I bought my copy of Twixt, the 3M bookcase edition, a few years back. When building my collection, I had heard that this was one of the classic modern abstracts and that it could not simply be played easily with DIY equipment. Even though I received it as part of a bundle obtained in an auction, this was the game i most wanted in the bundle, and this was the game I broke out immediately to play that same night-- now a few years ago. This game has had a special fascination for me ever since.

So, naturally enough, after I married my wife who is also a huge fan of abstracts, I introduced her to Twixt. While I don't think that I'd go so far as to say she hated the game, she certainly wasn't impressed. This thread resulted in which I tried to get some help addressing my wife's concerns about the game. My conclusion is that simply I did not know the game so very well, and so when my wife had some initial bad experiences with the game, I was not really able to show her where and why thing's had gotten off to a bad start. Yet, I did my best to stick to it, and this past shabbat, my wonderful wife saw that the game did not have the flaws she thought-- although she had perfectly valid reasons for thinking otherwise at the time.

The point of this review therefore is in part to address the concerns a person, even a fan of abstracts, might have with this game initially. The issue lies perhaps in the fact that Twixt looks deceptively simple. One can and in some sense should jump right in and start playing the first chance one gets. The draw-back to that approach is that one mayn't necessarily understand the depths of the game this way.

2. Rules and components


Rules are fairly simple. The board, a 24x24 grid of holes (although the outermost row of holes along any edge is behind a line), starts empty. Two parallel edges are marked with a red line which sets off the last row of holes, and the other two parallel edges are marked off similarly with black lines. Pieces consist of pegs and connection pieces which look like double-ended spanners, and these pieces come in two colors (red and black) for the two players.

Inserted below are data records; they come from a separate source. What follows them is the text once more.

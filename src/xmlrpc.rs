//! XML-RPC wire codec.
//!
//! Values travel as [`serde_json::Value`] on the Rust side so that responses can be
//! handed to serde for typed decoding. Both directions of the protocol are covered:
//! a client needs `encode_call` / `decode_response`, an in-process server double
//! needs `decode_call` / `encode_response` / `encode_fault`.

use std::iter::Peekable;
use std::vec::IntoIter;

use quick_xml::escape::escape;
use quick_xml::events::Event;
use quick_xml::Reader;
use serde_json::{Map, Number, Value};

use crate::error::{Error, Result};

const XML_DECL: &str = r#"<?xml version="1.0"?>"#;

/// A decoded `<methodCall>`.
#[derive(Debug, Clone, PartialEq)]
pub struct MethodCall {
    pub method: String,
    pub params: Vec<Value>,
}

pub fn encode_call(method: &str, params: &[Value]) -> Result<String> {
    let mut out = String::from(XML_DECL);
    out.push_str("<methodCall><methodName>");
    out.push_str(&escape(method));
    out.push_str("</methodName><params>");
    for param in params {
        out.push_str("<param>");
        encode_value(&mut out, param)?;
        out.push_str("</param>");
    }
    out.push_str("</params></methodCall>");
    Ok(out)
}

pub fn encode_response(value: &Value) -> Result<String> {
    let mut out = String::from(XML_DECL);
    out.push_str("<methodResponse><params><param>");
    encode_value(&mut out, value)?;
    out.push_str("</param></params></methodResponse>");
    Ok(out)
}

pub fn encode_fault(code: i64, message: &str) -> String {
    let mut fault = Map::new();
    fault.insert("faultCode".into(), Value::from(code));
    fault.insert("faultString".into(), Value::from(message));

    let mut out = String::from(XML_DECL);
    out.push_str("<methodResponse><fault>");
    // a string and an i64 always encode
    let _ = encode_value(&mut out, &Value::Object(fault));
    out.push_str("</fault></methodResponse>");
    out
}

/// Integers travel as `<int>` or `<i8>`; an unsigned value beyond `i64::MAX` has no
/// XML-RPC representation and is rejected rather than rounded into a `<double>`.
fn encode_value(out: &mut String, value: &Value) -> Result<()> {
    out.push_str("<value>");
    match value {
        Value::Null => out.push_str("<nil/>"),
        Value::Bool(true) => out.push_str("<boolean>1</boolean>"),
        Value::Bool(false) => out.push_str("<boolean>0</boolean>"),
        Value::Number(n) => match n.as_i64() {
            Some(i) if i32::try_from(i).is_ok() => {
                out.push_str(&format!("<int>{i}</int>"));
            }
            Some(i) => out.push_str(&format!("<i8>{i}</i8>")),
            None if n.is_u64() => {
                return Err(Error::Xml(format!("integer {n} does not fit in <i8>")));
            }
            None => {
                let f = n.as_f64().unwrap_or_default();
                out.push_str(&format!("<double>{f}</double>"));
            }
        },
        Value::String(s) => {
            out.push_str("<string>");
            out.push_str(&escape(s.as_str()));
            out.push_str("</string>");
        }
        Value::Array(items) => {
            out.push_str("<array><data>");
            for item in items {
                encode_value(out, item)?;
            }
            out.push_str("</data></array>");
        }
        Value::Object(members) => {
            out.push_str("<struct>");
            for (name, member) in members {
                out.push_str("<member><name>");
                out.push_str(&escape(name.as_str()));
                out.push_str("</name>");
                encode_value(out, member)?;
                out.push_str("</member>");
            }
            out.push_str("</struct>");
        }
    }
    out.push_str("</value>");
    Ok(())
}

/// Decodes a `<methodResponse>`. A `<fault>` becomes [`Error::Fault`].
pub fn decode_response(xml: &str) -> Result<Value> {
    let mut parser = Parser::new(xml)?;
    parser.expect_open("methodResponse")?;
    let result = match parser.next_tag()? {
        Token::Open(tag) if tag == "params" => {
            parser.expect_open("param")?;
            let value = parser.value()?;
            parser.expect_close("param")?;
            parser.expect_close("params")?;
            Ok(value)
        }
        Token::Open(tag) if tag == "fault" => {
            let value = parser.value()?;
            parser.expect_close("fault")?;
            Err(fault(&value))
        }
        other => return Err(unexpected("<params> or <fault>", &other)),
    };
    parser.expect_close("methodResponse")?;
    result
}

pub fn decode_call(xml: &str) -> Result<MethodCall> {
    let mut parser = Parser::new(xml)?;
    parser.expect_open("methodCall")?;
    parser.expect_open("methodName")?;
    let method = parser.text_until("methodName")?;

    let mut params = Vec::new();
    match parser.next_tag()? {
        Token::Open(tag) if tag == "params" => loop {
            match parser.next_tag()? {
                Token::Open(tag) if tag == "param" => {
                    params.push(parser.value()?);
                    parser.expect_close("param")?;
                }
                Token::Close(tag) if tag == "params" => break,
                other => return Err(unexpected("<param>", &other)),
            }
        },
        Token::Empty(tag) if tag == "params" => {}
        Token::Close(tag) if tag == "methodCall" => {
            return Ok(MethodCall { method, params });
        }
        other => return Err(unexpected("<params>", &other)),
    }
    parser.expect_close("methodCall")?;

    Ok(MethodCall { method, params })
}

/// Older endpoints send `faultCode` as a string. A numeric string is parsed; any
/// other code is kept in the message and the numeric code is 0.
fn fault(value: &Value) -> Error {
    let message = value
        .get("faultString")
        .and_then(Value::as_str)
        .unwrap_or_default()
        .to_owned();

    let raw = value.get("faultCode");
    let code = raw.and_then(|code| {
        code.as_i64()
            .or_else(|| code.as_str().and_then(|s| s.trim().parse().ok()))
    });

    match (code, raw) {
        (Some(code), _) => Error::Fault { code, message },
        (None, Some(raw)) => {
            let raw = raw.as_str().map(str::to_owned).unwrap_or_else(|| raw.to_string());
            Error::Fault {
                code: 0,
                message: format!("{message} (faultCode: {raw})"),
            }
        }
        (None, None) => Error::Fault { code: 0, message },
    }
}

#[derive(Debug, PartialEq)]
enum Token {
    Open(String),
    Close(String),
    Empty(String),
    Text(String),
}

fn unexpected(expected: &str, found: &Token) -> Error {
    Error::Xml(format!("expected {expected}, found {found:?}"))
}

fn tag_name(name: &[u8]) -> String {
    String::from_utf8_lossy(name).into_owned()
}

fn tokenize(xml: &str) -> Result<Vec<Token>> {
    let mut reader = Reader::from_str(xml);
    let mut tokens = Vec::new();

    loop {
        let text = match reader.read_event().map_err(Error::xml)? {
            Event::Start(e) => {
                tokens.push(Token::Open(tag_name(e.local_name().as_ref())));
                continue;
            }
            Event::End(e) => {
                tokens.push(Token::Close(tag_name(e.local_name().as_ref())));
                continue;
            }
            Event::Empty(e) => {
                tokens.push(Token::Empty(tag_name(e.local_name().as_ref())));
                continue;
            }
            Event::Text(e) => e.unescape().map_err(Error::xml)?.into_owned(),
            Event::CData(e) => String::from_utf8(e.into_inner().into_owned()).map_err(Error::xml)?,
            Event::Eof => break,
            _ => continue,
        };
        // CDATA sections split text into several events
        match tokens.last_mut() {
            Some(Token::Text(previous)) => previous.push_str(&text),
            _ => tokens.push(Token::Text(text)),
        }
    }

    Ok(tokens)
}

struct Parser {
    tokens: Peekable<IntoIter<Token>>,
}

impl Parser {
    fn new(xml: &str) -> Result<Self> {
        Ok(Parser {
            tokens: tokenize(xml)?.into_iter().peekable(),
        })
    }

    fn next_raw(&mut self) -> Result<Token> {
        self.tokens
            .next()
            .ok_or_else(|| Error::Xml("unexpected end of document".into()))
    }

    /// Next token, skipping indentation between elements.
    fn next_tag(&mut self) -> Result<Token> {
        self.skip_whitespace();
        self.next_raw()
    }

    fn skip_whitespace(&mut self) {
        while matches!(self.tokens.peek(), Some(Token::Text(t)) if t.trim().is_empty()) {
            self.tokens.next();
        }
    }

    fn expect_open(&mut self, name: &str) -> Result<()> {
        match self.next_tag()? {
            Token::Open(tag) if tag == name => Ok(()),
            other => Err(unexpected(&format!("<{name}>"), &other)),
        }
    }

    fn expect_close(&mut self, name: &str) -> Result<()> {
        match self.next_tag()? {
            Token::Close(tag) if tag == name => Ok(()),
            other => Err(unexpected(&format!("</{name}>"), &other)),
        }
    }

    fn text_until(&mut self, name: &str) -> Result<String> {
        let mut text = String::new();
        loop {
            match self.next_raw()? {
                Token::Text(t) => text.push_str(&t),
                Token::Close(tag) if tag == name => return Ok(text),
                other => return Err(unexpected(&format!("</{name}>"), &other)),
            }
        }
    }

    fn value(&mut self) -> Result<Value> {
        match self.next_tag()? {
            Token::Open(tag) if tag == "value" => {}
            Token::Empty(tag) if tag == "value" => return Ok(Value::String(String::new())),
            other => return Err(unexpected("<value>", &other)),
        }

        // untyped content is a string
        let mut text = String::new();
        let value = loop {
            match self.next_raw()? {
                Token::Text(t) => text.push_str(&t),
                Token::Close(tag) if tag == "value" => return Ok(Value::String(text)),
                Token::Open(ty) => break self.typed(&ty)?,
                Token::Empty(ty) => break empty(&ty)?,
                other => return Err(unexpected("a typed value", &other)),
            }
        };
        self.expect_close("value")?;

        Ok(value)
    }

    fn typed(&mut self, ty: &str) -> Result<Value> {
        match ty {
            "array" => self.array(),
            "struct" => self.members(),
            _ => {
                let text = self.text_until(ty)?;
                scalar(ty, text)
            }
        }
    }

    fn array(&mut self) -> Result<Value> {
        let mut items = Vec::new();
        match self.next_tag()? {
            Token::Open(tag) if tag == "data" => loop {
                self.skip_whitespace();
                if matches!(self.tokens.peek(), Some(Token::Close(tag)) if tag == "data") {
                    self.tokens.next();
                    break;
                }
                items.push(self.value()?);
            },
            Token::Empty(tag) if tag == "data" => {}
            other => return Err(unexpected("<data>", &other)),
        }
        self.expect_close("array")?;

        Ok(Value::Array(items))
    }

    fn members(&mut self) -> Result<Value> {
        let mut members = Map::new();
        loop {
            match self.next_tag()? {
                Token::Open(tag) if tag == "member" => {
                    self.expect_open("name")?;
                    let name = self.text_until("name")?;
                    let value = self.value()?;
                    self.expect_close("member")?;
                    members.insert(name, value);
                }
                Token::Close(tag) if tag == "struct" => break,
                other => return Err(unexpected("<member>", &other)),
            }
        }

        Ok(Value::Object(members))
    }
}

fn empty(ty: &str) -> Result<Value> {
    match ty {
        "nil" => Ok(Value::Null),
        "string" | "base64" | "dateTime.iso8601" => Ok(Value::String(String::new())),
        "array" => Ok(Value::Array(Vec::new())),
        "struct" => Ok(Value::Object(Map::new())),
        other => Err(Error::Xml(format!("empty <{other}/> carries no value"))),
    }
}

fn invalid(ty: &str, text: &str) -> Error {
    Error::Xml(format!("invalid <{ty}>: {text:?}"))
}

fn scalar(ty: &str, text: String) -> Result<Value> {
    match ty {
        "int" | "i4" | "i8" => text
            .trim()
            .parse::<i64>()
            .map(Value::from)
            .map_err(|_| invalid(ty, &text)),
        "boolean" => match text.trim() {
            "1" => Ok(Value::Bool(true)),
            "0" => Ok(Value::Bool(false)),
            _ => Err(invalid(ty, &text)),
        },
        "double" => text
            .trim()
            .parse::<f64>()
            .ok()
            .and_then(Number::from_f64)
            .map(Value::Number)
            .ok_or_else(|| invalid(ty, &text)),
        "string" | "dateTime.iso8601" | "base64" => Ok(Value::String(text)),
        "nil" => Ok(Value::Null),
        other => Err(Error::Xml(format!("unsupported value type <{other}>"))),
    }
}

The connecting pieces can link any two pegs a knight's move apart. The object of the game is to link parallel edges of the board.

Pegs can be placed in any empty hole on the board except behind the line of the opponent's color at the edge of the board. Connecting pieces can be placed on as many or any pieces as desired.

Red goes first. Some other rules exist but rarely come up, apart from the fact that the second player has the option of switching sides after the first move in order to minimize first player advantage.

3. Gameplay

The board itself introduces the first level in tactical play. To borrow a diagram from a response by BGG user molnar in the earlier thread I linked to, albeit the diagram uses black and white in lieu of black and red, one can see the natural positions of strength for each side.

Within the triangle whose base is a side, the player who controls that side has a natural advantage. This lets a player know where to try to establish a connection with hopes of being able to make it to the desired side of the board.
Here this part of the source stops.